Being sick or ill to my mind is when we aren’t able to function at our full capability. We each have a responsibility to understand and protect our capability for the sake of common sense. For example, it is unlikely that a person of 75 years will have retained their capability of 50 years before and should act accordingly. It’s a sliding scale that we need to resolve as individuals.

Anyway, we’re getting off topic here. If we went to see the doctor when we were well we’d be able to track risk indicators such as weight, blood pressure and cholesterol. Once a brief assessment had been made we could then be prescribed a set of ideas about how to keep well or at least how not to get worse. As a result, acute incidents might well be avoided as would the need for intensive medication or medical intervention. The impact on the health and productivity of the nation would be enormous and would certainly have an impact on the costs associated with running the NHS.

Having worked within disability and as a disabled person myself, I’ve seen firsthand how well this system could work. I see a specialist twice a year and we talk about trends and test results and work out our best strategy. I’m not going to get better but I don’t have to get worse, if I make the right decisions. (There are plenty of people without disabilities that could truly benefit from this proactive approach.)
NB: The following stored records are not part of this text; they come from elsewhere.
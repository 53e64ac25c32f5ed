//! Sample delay, and the cycle-breaking primitive.

use std::sync::Arc;

use corriente_core::{InPort, NodeState, OutPort, Sample, SampleQueue, Worker};

/// Delays a stream by a fixed number of samples.
///
/// The first `amount` output samples are zeros; thereafter output sample
/// `k` equals input sample `k - amount`. The queue is pre-seeded at
/// construction, which makes this node the designated way to break a
/// feedback loop: the first pull around the cycle is served from the
/// pre-seeded samples instead of recursing into itself.
///
/// `work` emits buffered samples *before* pulling the input for the
/// remainder. The emitted sequence is identical either way, but emitting
/// first means a pull that loops back through this node finds data already
/// broadcast, bounding the recursion depth by the request size. A cycle
/// not routed through a pre-seeded delay still recurses without bound —
/// wiring is responsible for breaking every loop.
pub struct Delay<T: Sample> {
    /// The stream to delay.
    pub input: InPort<T>,
    /// The delayed stream.
    pub delayed: OutPort<T>,
    state: NodeState<SampleQueue<T>>,
}

impl<T: Sample> Delay<T> {
    /// Creates a delay of `amount` samples, pre-seeded with zeros.
    pub fn new(amount: usize) -> Arc<Self> {
        let node = Arc::new(Self {
            input: InPort::new(),
            delayed: OutPort::new(),
            state: NodeState::new(SampleQueue::with_zeros(amount)),
        });
        node.delayed.attach(&node);
        node
    }
}

impl<T: Sample> Worker for Delay<T> {
    fn work(&self, requested: usize) {
        // Serve what the queue already holds before touching the input —
        // inside a feedback loop this is what lets the first pull around
        // the cycle complete without recursing into itself.
        let head = self.state.with(|queue| queue.read(requested));
        if !head.is_empty() {
            self.delayed.write(&head);
        }
        let remaining = requested - head.len();
        if remaining > 0 {
            let chunk = self.input.read(remaining);
            let tail = self.state.with(|queue| {
                queue.write(&chunk);
                queue.read(remaining)
            });
            self.delayed.write(&tail);
        }
    }
}

#[cfg(test)]
mod tests {
    use super::*;
    use corriente_core::InPort;

    #[test]
    fn test_output_lags_input_by_amount() {
        let delay = Delay::new(3);
        delay.input.push(&[1.0f32, 2.0, 3.0, 4.0]);
        let sink = InPort::new();
        sink.connect(&delay.delayed);
        assert_eq!(sink.read(7), vec![0.0, 0.0, 0.0, 1.0, 2.0, 3.0, 4.0]);
    }

    #[test]
    fn test_partition_invariance() {
        let whole = Delay::new(2);
        whole.input.push(&[5.0f32, 6.0, 7.0, 8.0, 9.0]);
        let whole_sink = InPort::new();
        whole_sink.connect(&whole.delayed);
        let expected = whole_sink.read(7);

        let split = Delay::new(2);
        split.input.push(&[5.0f32, 6.0, 7.0, 8.0, 9.0]);
        let split_sink = InPort::new();
        split_sink.connect(&split.delayed);
        let mut stream = split_sink.read(1);
        stream.extend(split_sink.read(4));
        stream.extend(split_sink.read(2));
        assert_eq!(stream, expected);
    }

    #[test]
    fn test_zero_delay_is_passthrough() {
        let delay = Delay::new(0);
        delay.input.push(&[1.0f32, 2.0]);
        let sink = InPort::new();
        sink.connect(&delay.delayed);
        assert_eq!(sink.read(2), vec![1.0, 2.0]);
    }
}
If this sounds like an unlikely approach, you might need to ask yourself why we bother with vaccinations or other preventative measures at all.

For the moment, we spend a lot of money on sick people instead of keeping people well. It’s an intense struggle to keep sick people from pain and death and in fact we spend an awful lot of money on trying to fix people that will shortly pass away. It might be that we don’t even get sick care – we get death care – care for people about to die – because we didn’t spot patterns or symptoms, because people don’t see healthcare professionals regularly enough.

Of course, we need to spend in areas concerning people that are near death but it should be about dignity and comfort. We should all be supported in order to live a full life for a lifetime, and then be allowed the grace to fade quietly away.